The advantages of being locked: assessing the cleavage of short and long RNAs by locked nucleic acid-containing 8-17 deoxyribozymes

RNA-cleaving deoxyribozymes can be used for the sequence-specific knockdown of mRNAs. It was previously shown that activity of these deoxyribozymes is enhanced when their substrate-binding arms include some locked nucleic acid (LNA) residues, but the mechanistic basis of this enhancement was not explored. Here we dissected the kinetics and thermodynamics underlying the reaction of LNA-containing 8-17 deoxyribozymes.

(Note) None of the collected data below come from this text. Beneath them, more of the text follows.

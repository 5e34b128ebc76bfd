//! # cronwheel-cron
//!
//! Cron expression parsing and time-zone-aware fire-time evaluation for the
//! cronwheel scheduling engine.
//!
//! Expressions use seven fields — `seconds minutes hours day-of-month month
//! day-of-week [year]` — with `JAN`–`DEC` / `SUN`–`SAT` names (SUN = 1),
//! ranges, steps, and the day markers `L`, `LW`, `NW`, `NL` and `N#M`.
//!
//! ## Quick start
//!
//! ```rust
//! use cronwheel_cron::CronExpression;
//! use chrono_tz::Tz;
//!
//! // 10:15 every weekday morning
//! let expr = CronExpression::parse("0 15 10 ? * MON-FRI").unwrap();
//! let after = "2024-01-01T00:00:00Z".parse().unwrap();
//! let next = expr.next_after(after, Tz::UTC).unwrap();
//! assert_eq!(next.to_rfc3339(), "2024-01-01T10:15:00+00:00");
//! ```
//!
//! Day-of-month and day-of-week interact: `?` in one field leaves the other
//! in sole control, and when both are concrete the expression fires only at
//! instants satisfying both.

pub mod error;
mod expr;
mod field;

pub use error::{ParseError, Result};
pub use expr::CronExpression;
//! Triggers: recurrence plus firing state for a job.
//!
//! The two variants share a common header (key, job key, window, fire
//! times, priority, calendar, misfire instruction) and differ only in how
//! the next fire time is computed: a fixed-interval grid anchored at the
//! start time, or a cron expression evaluated in a time zone.

use chrono::{DateTime, Datelike, Duration, Utc};
use chrono_tz::Tz;
use cronwheel_cron::CronExpression;

use crate::calendar::Calendar;
use crate::error::{Result, SchedulerError};
use crate::job::JobDataMap;
use crate::key::{JobKey, TriggerKey};

pub const DEFAULT_PRIORITY: i32 = 5;

/// Fire times are never computed past this year.
const MAX_YEAR: i32 = 2099;

/// Externally observable trigger state.
#[derive(Debug, Clone, Copy, PartialEq, Eq)]
pub enum TriggerState {
    Normal,
    Paused,
    Complete,
    Error,
    Blocked,
    PausedBlocked,
    /// Not present in the registry.
    None,
}

/// How many times a simple trigger repeats after its first fire.
#[derive(Debug, Clone, Copy, PartialEq, Eq)]
pub enum RepeatCount {
    Indefinite,
    Times(u32),
}

/// Per-trigger misfire handling, applied when a fire time is more than the
/// scheduler's misfire threshold in the past.
#[derive(Debug, Clone, Copy, PartialEq, Eq)]
pub enum MisfireInstruction {
    /// Translated to a concrete instruction per trigger variant at check
    /// time.
    SmartPolicy,
    /// Keep the original schedule even if overdue.
    IgnorePolicy,
    /// Skip the missed fires; next fire time becomes the next scheduled
    /// time strictly after now.
    DoNothing,
    /// Simple triggers: fire immediately.
    FireNow,
    /// Simple triggers: re-anchor the schedule at now, keeping the repeat
    /// budget as if no fires were missed.
    RescheduleNowWithExistingCount,
    /// Simple triggers: re-anchor at now with only the remaining repeats.
    RescheduleNowWithRemainingCount,
    /// Simple triggers: advance past the missed fires without counting them
    /// against the repeat budget.
    RescheduleNextWithExistingCount,
    /// Simple triggers: advance past the missed fires, counting them
    /// against the repeat budget.
    RescheduleNextWithRemainingCount,
    /// Cron triggers: fire once immediately, then return to the schedule.
    FireOnceNow,
}

/// Variant-specific recurrence state.
#[derive(Debug, Clone)]
pub enum TriggerKind {
    Simple {
        repeat_count: RepeatCount,
        repeat_interval: Duration,
        times_triggered: u32,
    },
    Cron {
        expr: CronExpression,
        timezone: Tz,
    },
}

/// A recurrence specification bound to a job.
///
/// Triggers are value objects: the registry stores snapshots and replaces
/// them wholesale on update.
#[derive(Debug, Clone)]
pub struct Trigger {
    key: TriggerKey,
    job_key: JobKey,
    description: Option<String>,
    start_time: DateTime<Utc>,
    end_time: Option<DateTime<Utc>>,
    previous_fire_time: Option<DateTime<Utc>>,
    next_fire_time: Option<DateTime<Utc>>,
    priority: i32,
    calendar_name: Option<String>,
    misfire_instruction: MisfireInstruction,
    volatile: bool,
    data: JobDataMap,
    kind: TriggerKind,
}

Four 8-17 constructs were designed to target sequences within the E6 mRNA from human papillomavirus type 16. When one of these deoxyribozymes (DNAzymes) and the corresponding LNA-armed enzyme (LNAzyme) were tested against a minimal RNA substrate, they showed similar rates of substrate binding and similar rates of intramolecular cleavage, but the LNAzyme released its substrate more slowly. The superior thermodynamic stability of the LNAzyme-substrate complex led to improved performances in reactions carried out at low catalyst concentrations. The four DNAzymes and the corresponding LNAzymes were then tested against extended E6 transcripts (>500 nucleotides long). With these structured substrates, the LNAzymes retained full activity, whereas the DNAzymes cleaved extremely poorly, unless they were allowed to pre-anneal to their targets. These results imply that LNAzymes can easily overcome the kinetic barrier represented by local RNA structure and bind to folded targets with a faster association rate as compared with DNAzymes. Such faster annealing to structured targets can be explained by a model whereby LNA monomers favor the initial hybridization to short stretches of unpaired residues ("nucleation"), which precedes disruption of the local mRNA structure and completion of the binding process.